One Chart, Twelve Charting Libraries - ingve
http://lisacharlotterost.github.io/2016/05/17/one-chart-code/
======
LionessLover
I can only speak for R but I guess it's the same for all of them: With just
very few options the output can be vastly different.

Have a look at some basic ggplot2 examples (all examples were made from the
same data):
[http://tutorials.iq.harvard.edu/R/Rgraphics/Rgraphics.html](http://tutorials.iq.harvard.edu/R/Rgraphics/Rgraphics.html)

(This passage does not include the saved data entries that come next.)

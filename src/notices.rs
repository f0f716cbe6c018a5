use serde::Deserialize;

/// Lifecycle notice from the external voice-capture capability.
///
/// Only `Transcript` carries text the workspace acts on; the rest are
/// informational and end up in the event log.
#[derive(Debug, Clone, Deserialize)]
#[serde(tag = "kind", rename_all = "snake_case")]
pub enum VoiceNotice {
    ListeningStarted,
    Transcript { text: String },
    Error { code: String },
    Ended,
}

impl VoiceNotice {
    pub fn message(&self) -> String {
        match self {
            VoiceNotice::ListeningStarted => "Voice capture listening".to_string(),
            VoiceNotice::Transcript { text } => format!("Voice transcript received: {text}"),
            VoiceNotice::Error { code } => format!("Voice recognition error: {code}"),
            VoiceNotice::Ended => "Voice capture ended".to_string(),
        }
    }
}

#[derive(Debug, Clone, Copy, PartialEq, Eq, Deserialize)]
#[serde(rename_all = "kebab-case")]
pub enum Capability {
    OfflineCache,
    Clipboard,
    Storage,
    SpeechRecognition,
}

impl Capability {
    fn label(&self) -> &'static str {
        match self {
            Capability::OfflineCache => "Offline cache",
            Capability::Clipboard => "Clipboard",
            Capability::Storage => "Draft storage",
            Capability::SpeechRecognition => "Speech recognition",
        }
    }
}

/// Success/failure report from an external collaborator (offline cache,
/// clipboard, storage). Never affects run state; only logged.
#[derive(Debug, Clone, Deserialize)]
pub struct CapabilityNotice {
    pub capability: Capability,
    pub ok: bool,
    pub detail: Option<String>,
}

impl CapabilityNotice {
    pub fn message(&self) -> String {
        let label = self.capability.label();
        match (self.ok, self.detail.as_deref()) {
            (true, None) => format!("{label} ready"),
            (true, Some(detail)) => format!("{label} ready: {detail}"),
            (false, None) => format!("{label} unavailable"),
            (false, Some(detail)) => format!("{label} unavailable: {detail}"),
        }
    }
}
/// Append-only buffer for one run's interpreter output.
///
/// The active run owns the buffer exclusively. It is reset when the next run
/// starts and never shared across runs, so whatever `read` returns belongs to
/// a single execution.
#[derive(Debug, Default)]
pub struct OutputSink {
    buf: String,
}

impl OutputSink {
    pub fn new() -> Self {
        Self { buf: String::new() }
    }

    pub fn reset(&mut self) {
        self.buf.clear();
    }

    /// Appends one chunk followed by a newline.
    pub fn append(&mut self, chunk: &str) {
        self.buf.push_str(chunk);
        self.buf.push('\n');
    }

    pub fn read(&self) -> String {
        self.buf.clone()
    }

    pub fn is_empty(&self) -> bool {
        self.buf.is_empty()
    }
}

#[cfg(test)]
mod tests {
    use super::*;

    #[test]
    fn test_append_adds_newline_per_chunk() {
        let mut sink = OutputSink::new();
        sink.reset();
        sink.append("a");
        sink.append("b");
        assert_eq!(sink.read(), "a\nb\n");
    }

    #[test]
    fn test_reset_clears_previous_run() {
        let mut sink = OutputSink::new();
        sink.append("stale output");
        sink.reset();
        assert!(sink.is_empty());
        assert_eq!(sink.read(), "");
    }

    #[test]
    fn test_new_sink_reads_empty() {
        let sink = OutputSink::new();
        assert_eq!(sink.read(), "");
    }

    #[test]
    fn test_multiline_chunk_kept_verbatim() {
        let mut sink = OutputSink::new();
        sink.append("line 1\nline 2");
        assert_eq!(sink.read(), "line 1\nline 2\n");
    }
}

I hate to be negative, but this overview is useful only for people who don't
really need it - who want to have a look but not actually do anything with it.
It's not useful to select a library (especially since it compares completely
different languages), and if you already know which system and language to go
with it's not useful either.

If you think about learning R: If you don't also learn (a significant amount
of) statistics it's a waste of time IMHO. There are (free, if you ignore the
"verified certificate" options) courses available on Coursera and edX - even
Microsoft has one (on edX). It's worth it - and I mean learning the
statistics, not just R. Even if you don't think you need it professionally.
Don't try using R as a "graphics" (plotting) or even a programming package -
quite frankly, it's not very good at the latter (all modern "real" programming
languages are better and more consistent and less "hacky"), but to work your
way through lots of DATA quickly R is beautiful.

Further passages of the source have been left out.